Because we haven’t taken into consideration ANY of the vital internal factors that may have contributed to this man’s demise. Did he have coronary artery disease or a heart defect? How about diabetes? Was his blood pressure abnormally high? Did he routinely get too little sleep? Was he under severe job pressures? How about his relationships? Did he exercise regularly?
These kinds of underlying issues are at the heart of the matter. 🙂 So, in comparison, by using one market chart to make predictions, what have we effectively done? We have ignored all the vital factors surrounding the market. Interest rates. P/E ratios. Liquidity. Inflation. Debt ratios. Economic outlook. Legislative climate. Tax policy. Investor sentiment. Fundamentals. Earning growth or decline.
So which of these many factors are known by simply looking at the above market graph? NONE! And that’s the point.
Could we be entering shark infested market waters? Sure, it’s possible, but without considering ALL these factors, I’m simply questioning the prudence of using one chart to predict a massive stock market collapse. Investor sentiment could clearly be negatively affected by this sort of headline, but unless we’re shorting the market hoping for a self-fulfilling prophecy, doesn’t this kind of one-note-wonder decision-making, seems rather simpleminded?
Not only do I believe it’s not prudent but, I think these kinds of headlines are just plain irresponsible.
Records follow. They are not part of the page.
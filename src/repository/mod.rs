//! Repository metadata maintenance
//!
//! [`MetadataRepository`] owns every mutation of role documents: the
//! ingest/publish propagation protocol, the scheduled expiry sweeps and
//! bootstrap loading. Each mutation is one bump-sign-persist cycle per
//! touched document; see [`propagation`] and [`maintenance`].

mod bootstrap;
mod bump;
mod consistency;
mod error;
mod locks;
mod maintenance;
mod propagation;
mod report;
mod signing;

use std::sync::{Arc, Mutex};

use chrono::{DateTime, Utc};
use tracing::debug;

use repo_metadata::{Metadata, RolePayload};

use crate::clock::{Clock, SystemClock};
use crate::config::Settings;
use crate::keys::KeyStore;
use crate::role::RoleClass;
use crate::store::MetadataStore;

pub use bootstrap::InitialMetadata;
pub use bump::{bump_expiry, bump_version, expires_within};
pub use error::{RepositoryError, RepositoryResult};
pub use locks::RoleLocks;
pub use propagation::TargetEntry;
pub use report::{
    BootstrapReport, ConsistencyReport, IngestReport, MaintenanceReport, PublishReport,
    RoleFailure, RoleVersion, Sweep, SweepReport,
};

/// Maintains signed role metadata in a [`MetadataStore`]
pub struct MetadataRepository {
    store: Arc<dyn MetadataStore>,
    keys: Arc<dyn KeyStore>,
    settings: Settings,
    clock: Arc<dyn Clock>,
    role_locks: RoleLocks,
    publish_lock: Mutex<()>,
}

impl MetadataRepository {
    /// Create a repository on the wall clock
    pub fn new<S, K>(store: S, keys: K, settings: Settings) -> Self
    where
        S: MetadataStore + 'static,
        K: KeyStore + 'static,
    {
        Self {
            store: Arc::new(store),
            keys: Arc::new(keys),
            settings,
            clock: Arc::new(SystemClock),
            role_locks: RoleLocks::new(),
            publish_lock: Mutex::new(()),
        }
    }

    /// Replace the time source
    pub fn with_clock(mut self, clock: impl Clock + 'static) -> Self {
        self.clock = Arc::new(clock);
        self
    }

    pub fn settings(&self) -> &Settings {
        &self.settings
    }

    pub fn store(&self) -> &dyn MetadataStore {
        self.store.as_ref()
    }

    pub fn now(&self) -> DateTime<Utc> {
        self.clock.now()
    }

    /// Load and parse the latest version of `role`
    pub fn load<T: RolePayload>(&self, role: &str) -> RepositoryResult<Metadata<T>> {
        let bytes = self
            .store
            .load(role)
            .map_err(|e| RepositoryError::from_store(role, e))?;
        Metadata::from_bytes(&bytes).map_err(|e| RepositoryError::metadata(role, e))
    }

    /// Bump expiry and version, then re-sign
    ///
    /// Does not persist. Call exactly once per document per cycle.
    pub(crate) fn renew<T: RolePayload>(
        &self,
        md: &mut Metadata<T>,
        role: &str,
    ) -> RepositoryResult<()> {
        let class = RoleClass::of(role);
        let days = self.settings.expiration.days(class);
        let interval = self
            .settings
            .expiration
            .interval(class)
            .ok_or_else(|| RepositoryError::expiry_out_of_range(role, days))?;
        bump_expiry(md, self.now(), interval)
            .ok_or_else(|| RepositoryError::expiry_out_of_range(role, days))?;
        bump_version(md);
        self.sign_role(md, role)?;
        Ok(())
    }

    /// Persist `md` as the successor of `expected_current`
    pub(crate) fn persist<T: RolePayload>(
        &self,
        md: &Metadata<T>,
        role: &str,
        expected_current: Option<u64>,
    ) -> RepositoryResult<()> {
        let bytes = md
            .to_bytes()
            .map_err(|e| RepositoryError::metadata(role, e))?;
        self.store
            .persist(role, md.version(), expected_current, &bytes)
            .map_err(|e| RepositoryError::from_store(role, e))?;
        debug!(role, version = md.version(), expires = %md.expires(), "persisted");
        Ok(())
    }

    /// Load, apply `update`, renew and persist `role` under its role lock
    ///
    /// Returns the new version.
    pub(crate) fn update_role<T, F>(&self, role: &str, update: F) -> RepositoryResult<u64>
    where
        T: RolePayload,
        F: FnOnce(&mut Metadata<T>) -> RepositoryResult<()>,
    {
        self.role_locks.with_lock(role, || {
            let mut md = self.load::<T>(role)?;
            let previous = md.version();
            update(&mut md)?;
            self.renew(&mut md, role)?;
            self.persist(&md, role, Some(previous))?;
            Ok(md.version())
        })
    }

    /// Run `f` as the single writer of snapshot and timestamp
    pub(crate) fn with_publish_lock<R>(&self, f: impl FnOnce() -> R) -> R {
        let _guard = match self.publish_lock.lock() {
            Ok(guard) => guard,
            Err(poisoned) => poisoned.into_inner(),
        };
        f()
    }
}

impl std::fmt::Debug for MetadataRepository {
    fn fmt(&self, f: &mut std::fmt::Formatter<'_>) -> std::fmt::Result {
        f.debug_struct("MetadataRepository")
            .field("settings", &self.settings)
            .field("clock", &self.clock)
            .finish_non_exhaustive()
    }
}
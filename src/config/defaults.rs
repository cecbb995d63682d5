//! Settings and their built-in defaults (layer 1)

use std::path::PathBuf;

use chrono::Duration;
use serde::{Deserialize, Serialize};

use crate::role::RoleClass;

/// Config file read from the working directory when `--config` is not given
pub const DEFAULT_CONFIG_FILE: &str = "repo-worker.toml";

/// Expiration interval per role class, in days
#[derive(Debug, Clone, PartialEq, Eq, Serialize, Deserialize)]
pub struct ExpirationSettings {
    pub root: i64,
    pub timestamp: i64,
    pub snapshot: i64,
    pub targets: i64,
    pub bins: i64,
}

impl ExpirationSettings {
    /// Configured interval for a role class in days
    pub fn days(&self, class: RoleClass) -> i64 {
        match class {
            RoleClass::Root => self.root,
            RoleClass::Timestamp => self.timestamp,
            RoleClass::Snapshot => self.snapshot,
            RoleClass::Targets => self.targets,
            RoleClass::Bins => self.bins,
        }
    }

    /// `None` when the day count does not fit a duration
    pub fn interval(&self, class: RoleClass) -> Option<Duration> {
        Duration::try_days(self.days(class))
    }
}

impl Default for ExpirationSettings {
    fn default() -> Self {
        Self {
            root: 365,
            timestamp: 1,
            snapshot: 1,
            targets: 365,
            bins: 1,
        }
    }
}

#[derive(Debug, Clone, PartialEq, Eq, Serialize, Deserialize)]
pub struct StorageSettings {
    /// Directory holding the role metadata files
    pub metadata_dir: PathBuf,

    /// Maximum wait for a per-role file lock
    pub lock_timeout_seconds: u64,
}

impl Default for StorageSettings {
    fn default() -> Self {
        Self {
            metadata_dir: PathBuf::from("metadata"),
            lock_timeout_seconds: 10,
        }
    }
}

#[derive(Debug, Clone, PartialEq, Eq, Serialize, Deserialize)]
pub struct KeySettings {
    /// Directory with one sub-directory of `.key` files per key role
    pub keys_dir: PathBuf,
}

impl Default for KeySettings {
    fn default() -> Self {
        Self {
            keys_dir: PathBuf::from("keys"),
        }
    }
}

#[derive(Debug, Clone, PartialEq, Eq, Serialize, Deserialize)]
pub struct ScheduleSettings {
    /// Seconds between maintenance passes in `run` mode
    pub interval_seconds: u64,
}

impl Default for ScheduleSettings {
    fn default() -> Self {
        Self {
            interval_seconds: 60,
        }
    }
}

/// Complete worker settings
#[derive(Debug, Clone, PartialEq, Eq, Serialize, Deserialize)]
pub struct Settings {
    /// Freshness window: roles expiring within this many hours are renewed
    pub hours_before_expire: i64,

    /// Refuse to persist a document that does not meet its role threshold
    pub enforce_threshold: bool,

    pub expiration: ExpirationSettings,

    pub storage: StorageSettings,

    pub keys: KeySettings,

    pub schedule: ScheduleSettings,
}

impl Default for Settings {
    fn default() -> Self {
        Self {
            hours_before_expire: 1,
            enforce_threshold: false,
            expiration: ExpirationSettings::default(),
            storage: StorageSettings::default(),
            keys: KeySettings::default(),
            schedule: ScheduleSettings::default(),
        }
    }
}

impl Settings {
    /// Saturates for hour counts that do not fit a duration
    pub fn freshness_window(&self) -> Duration {
        Duration::try_hours(self.hours_before_expire).unwrap_or(Duration::MAX)
    }

    pub fn lock_timeout(&self) -> std::time::Duration {
        std::time::Duration::from_secs(self.storage.lock_timeout_seconds)
    }

    pub fn schedule_interval(&self) -> std::time::Duration {
        std::time::Duration::from_secs(self.schedule.interval_seconds)
    }

    /// Defaults as a TOML table for merging
    pub fn defaults_table() -> toml::Table {
        // Settings only holds strings, integers, booleans and tables
        match toml::Value::try_from(Settings::default()) {
            Ok(toml::Value::Table(table)) => table,
            _ => toml::Table::new(),
        }
    }
}
//! Opaque one-time key tokens. The store never interprets them.

use chrono::Utc;
use rusqlite::params;

use huddle_shared::UserId;

use crate::database::Database;
use crate::error::Result;
use crate::models::fmt_ts;
use crate::users::id_list;

impl Database {
    /// Store tokens for `user_id`, ignoring ones already stored. Returns how
    /// many were new.
    pub fn add_one_time_keys(&self, user_id: &UserId, tokens: &[String]) -> Result<usize> {
        let added = self.conn().execute(
            "INSERT OR IGNORE INTO user_one_time_keys (user_id, token, created_at)
             SELECT ?1, value, ?3 FROM json_each(?2)",
            params![user_id.as_str(), id_list(tokens), fmt_ts(&Utc::now())],
        )?;
        Ok(added)
    }

    pub fn remove_one_time_keys(&self, user_id: &UserId, tokens: &[String]) -> Result<usize> {
        let removed = self.conn().execute(
            "DELETE FROM user_one_time_keys
             WHERE user_id = ?1 AND token IN (SELECT value FROM json_each(?2))",
            params![user_id.as_str(), id_list(tokens)],
        )?;
        Ok(removed)
    }

    pub fn count_one_time_keys(&self, user_id: &UserId) -> Result<u64> {
        let count: i64 = self.conn().query_row(
            "SELECT COUNT(*) FROM user_one_time_keys WHERE user_id = ?1",
            params![user_id.as_str()],
            |row| row.get(0),
        )?;
        Ok(count.max(0) as u64)
    }
}
//! Push notices out to every live connection of the users concerned.
//!
//! Targets are resolved at emit time: a conversation broadcast reaches the
//! participant set as it is when the broadcast runs, and each participant
//! receives the notice once per open connection.

use std::sync::Arc;

use async_trait::async_trait;
use serde_json::Value;
use tracing::{debug, warn};

use huddle_shared::protocol::ServerFrame;
use huddle_shared::{ConversationId, UserId};

use crate::error::ChatError;
use crate::registry::SessionRegistry;
use crate::store::Store;

/// Who a notice is addressed to.
#[derive(Debug, Clone, PartialEq, Eq)]
pub enum FanoutTarget {
    Conversation {
        id: ConversationId,
        exclude: Vec<UserId>,
    },
    User(UserId),
}

/// Hook for forwarding notices to other server instances.
///
/// Connections held by other processes are out of reach of the local
/// registry; a relay receives every notice after local delivery.
#[async_trait]
pub trait ClusterRelay: Send + Sync {
    async fn publish(&self, target: &FanoutTarget, event: &str, payload: &Value);
}

/// Single-process deployment: nothing to forward.
pub struct LocalOnly;

#[async_trait]
impl ClusterRelay for LocalOnly {
    async fn publish(&self, _target: &FanoutTarget, _event: &str, _payload: &Value) {}
}

#[derive(Clone)]
pub struct Broadcaster {
    registry: SessionRegistry,
    store: Store,
    relay: Arc<dyn ClusterRelay>,
}

impl Broadcaster {
    pub fn new(registry: SessionRegistry, store: Store) -> Self {
        Self::with_relay(registry, store, Arc::new(LocalOnly))
    }

    pub fn with_relay(
        registry: SessionRegistry,
        store: Store,
        relay: Arc<dyn ClusterRelay>,
    ) -> Self {
        Self {
            registry,
            store,
            relay,
        }
    }

    /// Deliver to every current participant of `conversation_id` except
    /// those in `exclude`. Returns the number of frames queued locally.
    pub async fn emit_to_conversation(
        &self,
        conversation_id: &ConversationId,
        event: &str,
        payload: Value,
        exclude: &[UserId],
    ) -> Result<usize, ChatError> {
        let conv = conversation_id.clone();
        let participants = self.store.call(move |db| db.participants(&conv)).await?;

        let recipients: Vec<UserId> = participants
            .into_iter()
            .filter(|user| !exclude.contains(user))
            .collect();
        let delivered = self.deliver(&recipients, event, &payload).await;

        debug!(
            conversation = %conversation_id,
            event,
            recipients = recipients.len(),
            delivered,
            "Conversation broadcast"
        );

        let target = FanoutTarget::Conversation {
            id: conversation_id.clone(),
            exclude: exclude.to_vec(),
        };
        self.relay.publish(&target, event, &payload).await;
        Ok(delivered)
    }

    /// Like [`emit_to_conversation`](Self::emit_to_conversation) for a
    /// mutation that is already persisted: failure is logged, not returned.
    pub async fn notify_conversation(
        &self,
        conversation_id: &ConversationId,
        event: &str,
        payload: Value,
        exclude: &[UserId],
    ) -> usize {
        match self
            .emit_to_conversation(conversation_id, event, payload, exclude)
            .await
        {
            Ok(delivered) => delivered,
            Err(e) => {
                warn!(
                    conversation = %conversation_id,
                    event,
                    error = %e,
                    "Broadcast failed after commit"
                );
                0
            }
        }
    }

    /// Deliver to every connection of a single user.
    pub async fn emit_to_user(&self, user_id: &UserId, event: &str, payload: Value) -> usize {
        let delivered = self
            .deliver(std::slice::from_ref(user_id), event, &payload)
            .await;
        self.relay
            .publish(&FanoutTarget::User(user_id.clone()), event, &payload)
            .await;
        delivered
    }

    async fn deliver(&self, users: &[UserId], event: &str, payload: &Value) -> usize {
        let frame = ServerFrame::push(event, payload.clone());
        let mut delivered = 0;
        for user in users {
            for conn in self.registry.get_connections(user).await {
                if conn.deliver(frame.clone()) {
                    delivered += 1;
                }
            }
        }
        delivered
    }
}

#[cfg(test)]
mod tests {
    use super::*;
    use crate::registry::ConnectionHandle;
    use crate::test_support::{drain, seed_conversation};
    use huddle_store::Database;
    use serde_json::json;
    use tokio::sync::Mutex;

    #[derive(Default)]
    struct Recorder {
        seen: Mutex<Vec<(FanoutTarget, String)>>,
    }

    #[async_trait]
    impl ClusterRelay for Recorder {
        async fn publish(&self, target: &FanoutTarget, event: &str, _payload: &Value) {
            self.seen.lock().await.push((target.clone(), event.to_string()));
        }
    }

    #[tokio::test]
    async fn test_each_connection_receives_once() {
        let store = Store::new(Database::open_in_memory().unwrap());
        let registry = SessionRegistry::new();
        let conv = seed_conversation(&store, "alice", &["alice", "bob"]).await;

        let (a1, mut rx_a1) = ConnectionHandle::channel(8);
        let (a2, mut rx_a2) = ConnectionHandle::channel(8);
        let (b1, mut rx_b1) = ConnectionHandle::channel(8);
        let (m1, mut rx_m1) = ConnectionHandle::channel(8);
        registry.add_connection(&UserId::from("alice"), a1).await.unwrap();
        registry.add_connection(&UserId::from("alice"), a2).await.unwrap();
        registry.add_connection(&UserId::from("bob"), b1).await.unwrap();
        registry.add_connection(&UserId::from("mallory"), m1).await.unwrap();

        let broadcaster = Broadcaster::new(registry, store);
        let delivered = broadcaster
            .emit_to_conversation(&conv, "events:typing", json!({}), &[])
            .await
            .unwrap();

        assert_eq!(delivered, 3);
        assert_eq!(drain(&mut rx_a1).len(), 1);
        assert_eq!(drain(&mut rx_a2).len(), 1);
        assert_eq!(drain(&mut rx_b1).len(), 1);
        assert!(drain(&mut rx_m1).is_empty());
    }

    #[tokio::test]
    async fn test_exclusion_and_relay() {
        let store = Store::new(Database::open_in_memory().unwrap());
        let registry = SessionRegistry::new();
        let conv = seed_conversation(&store, "alice", &["alice", "bob"]).await;

        let (a1, mut rx_a1) = ConnectionHandle::channel(8);
        registry.add_connection(&UserId::from("alice"), a1).await.unwrap();

        let recorder = Arc::new(Recorder::default());
        let broadcaster = Broadcaster::with_relay(registry, store, recorder.clone());
        let delivered = broadcaster
            .emit_to_conversation(&conv, "events:read", json!({}), &[UserId::from("alice")])
            .await
            .unwrap();

        assert_eq!(delivered, 0);
        assert!(drain(&mut rx_a1).is_empty());
        let seen = recorder.seen.lock().await;
        assert_eq!(seen.len(), 1);
        assert_eq!(seen[0].1, "events:read");
    }

    #[tokio::test]
    async fn test_emit_to_user_without_connections() {
        let store = Store::new(Database::open_in_memory().unwrap());
        let broadcaster = Broadcaster::new(SessionRegistry::new(), store);
        assert_eq!(
            broadcaster
                .emit_to_user(&UserId::from("nobody"), "conversations:created", json!({}))
                .await,
            0
        );
    }
}
use std::collections::HashMap;
use std::sync::Arc;

use serde::Serialize;
use tokio::sync::{mpsc, RwLock};
use tracing::{debug, info};

use huddle_shared::protocol::ServerFrame;
use huddle_shared::{ConnectionId, UserId};

use crate::error::ChatError;

/// Sending half of one live client connection.
///
/// Cloning is cheap; every clone feeds the same bounded outbound queue.
#[derive(Debug, Clone)]
pub struct ConnectionHandle {
    id: ConnectionId,
    sender: mpsc::Sender<ServerFrame>,
}

impl ConnectionHandle {
    pub fn new(sender: mpsc::Sender<ServerFrame>) -> Self {
        Self {
            id: ConnectionId::new(),
            sender,
        }
    }

    /// A handle together with the receiver its writer task drains.
    pub fn channel(buffer: usize) -> (Self, mpsc::Receiver<ServerFrame>) {
        let (tx, rx) = mpsc::channel(buffer.max(1));
        (Self::new(tx), rx)
    }

    pub fn id(&self) -> ConnectionId {
        self.id
    }

    /// Queue a frame without waiting. A full or closed queue drops it.
    pub fn deliver(&self, frame: ServerFrame) -> bool {
        match self.sender.try_send(frame) {
            Ok(()) => true,
            Err(mpsc::error::TrySendError::Full(_)) => {
                debug!(conn = %self.id.0, "Dropping frame for slow connection");
                false
            }
            Err(mpsc::error::TrySendError::Closed(_)) => false,
        }
    }

    pub fn is_closed(&self) -> bool {
        self.sender.is_closed()
    }
}

#[derive(Debug, Clone, Copy, Default, PartialEq, Eq, Serialize)]
pub struct RegistryStats {
    pub users: usize,
    pub connections: usize,
}

#[derive(Default)]
struct Inner {
    by_user: HashMap<UserId, HashMap<ConnectionId, ConnectionHandle>>,
    owners: HashMap<ConnectionId, UserId>,
    stopped: bool,
}

/// Which live connections belong to which authenticated user.
///
/// A connection is associated with at most one user. A user with no live
/// connections has no entry at all.
#[derive(Clone, Default)]
pub struct SessionRegistry {
    inner: Arc<RwLock<Inner>>,
}

impl SessionRegistry {
    pub fn new() -> Self {
        Self::default()
    }

    /// Associate `conn` with `user_id`, dropping any association the
    /// connection had before.
    pub async fn add_connection(
        &self,
        user_id: &UserId,
        conn: ConnectionHandle,
    ) -> Result<(), ChatError> {
        let mut inner = self.inner.write().await;
        if inner.stopped {
            return Err(ChatError::Dependency("session registry is shut down".into()));
        }

        let conn_id = conn.id();
        if let Some(previous) = inner.owners.remove(&conn_id) {
            detach(&mut inner, &previous, &conn_id);
        }

        inner
            .by_user
            .entry(user_id.clone())
            .or_default()
            .insert(conn_id, conn);
        inner.owners.insert(conn_id, user_id.clone());

        info!(
            user = %user_id,
            conn = %conn_id.0,
            devices = inner.by_user.get(user_id).map(HashMap::len).unwrap_or(0),
            "Connection registered"
        );
        Ok(())
    }

    /// Every live connection of `user_id`; empty if none.
    pub async fn get_connections(&self, user_id: &UserId) -> Vec<ConnectionHandle> {
        self.inner
            .read()
            .await
            .by_user
            .get(user_id)
            .map(|conns| conns.values().cloned().collect())
            .unwrap_or_default()
    }

    /// Drop `conn_id` wherever it is registered. No-op when unknown.
    pub async fn remove_connection(&self, conn_id: ConnectionId) -> Option<UserId> {
        let mut inner = self.inner.write().await;
        let user_id = inner.owners.remove(&conn_id)?;
        detach(&mut inner, &user_id, &conn_id);
        info!(user = %user_id, conn = %conn_id.0, "Connection removed");
        Some(user_id)
    }

    pub async fn user_of(&self, conn_id: ConnectionId) -> Option<UserId> {
        self.inner.read().await.owners.get(&conn_id).cloned()
    }

    pub async fn stats(&self) -> RegistryStats {
        let inner = self.inner.read().await;
        RegistryStats {
            users: inner.by_user.len(),
            connections: inner.owners.len(),
        }
    }

    /// Forget every connection and refuse new ones. Returns how many were
    /// dropped.
    pub async fn shutdown(&self) -> usize {
        let mut inner = self.inner.write().await;
        inner.stopped = true;
        let dropped = inner.owners.len();
        inner.owners.clear();
        inner.by_user.clear();
        info!(dropped, "Session registry shut down");
        dropped
    }
}

fn detach(inner: &mut Inner, user_id: &UserId, conn_id: &ConnectionId) {
    let now_empty = match inner.by_user.get_mut(user_id) {
        Some(conns) => {
            conns.remove(conn_id);
            conns.is_empty()
        }
        None => false,
    };
    if now_empty {
        inner.by_user.remove(user_id);
    }
}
And it surely causes one to wonder what would motivate a long time industry analyst to make such an outrageous insinuation? This chap wrote, “The picture isn’t pretty. And it’s not as easy as you might think to wriggle out from underneath the bearish significance of this chart.“
Oh really? “Bearish significance” of a time manipulated chart that just so happens to coincide so perfectly? Come on now. All that can be read into one chart with no regard to the zillions of other factors? Something smells rather wharf-like. And given the fact that this 1929 scare piece is still the top story at www.Marketwatch.com, proves that sensationalism sells.
Listen I can’t look into this man’s heart. I don’t know what his motivations are. All I know is that some people are doing everything in their power to sell newsletters, doomsday kits, precious metals and freeze-dried apples. Just because it may prove financially rewarding to shock the world, it seems rather disingenuous to me.
This market may in fact soon be rushed by ambulance to the ER, but chances are that this “scary parallel” won’t have proved to be all that predictive. This internet driven 24/7 information age, is wonderful in many regards, but it can also seriously skew our outlook. I believe that if we don’t begin to temper or even mute the constant drum beat of doom by these fear mongers, we’re all going to be prime candidates for a myocardial infarction! Obviously it’s not healthy to ignore pessimistic data, but it’s the kind of information that’s used to predict declines that is important. And this, in my view, is not it. Not alone anyway.
In closing, let me make clear that I’m not in the least suggesting that you buy, sell or hold. Just don’t be frightened by a single, time-manipulated chart. Perhaps a little prudence is in order.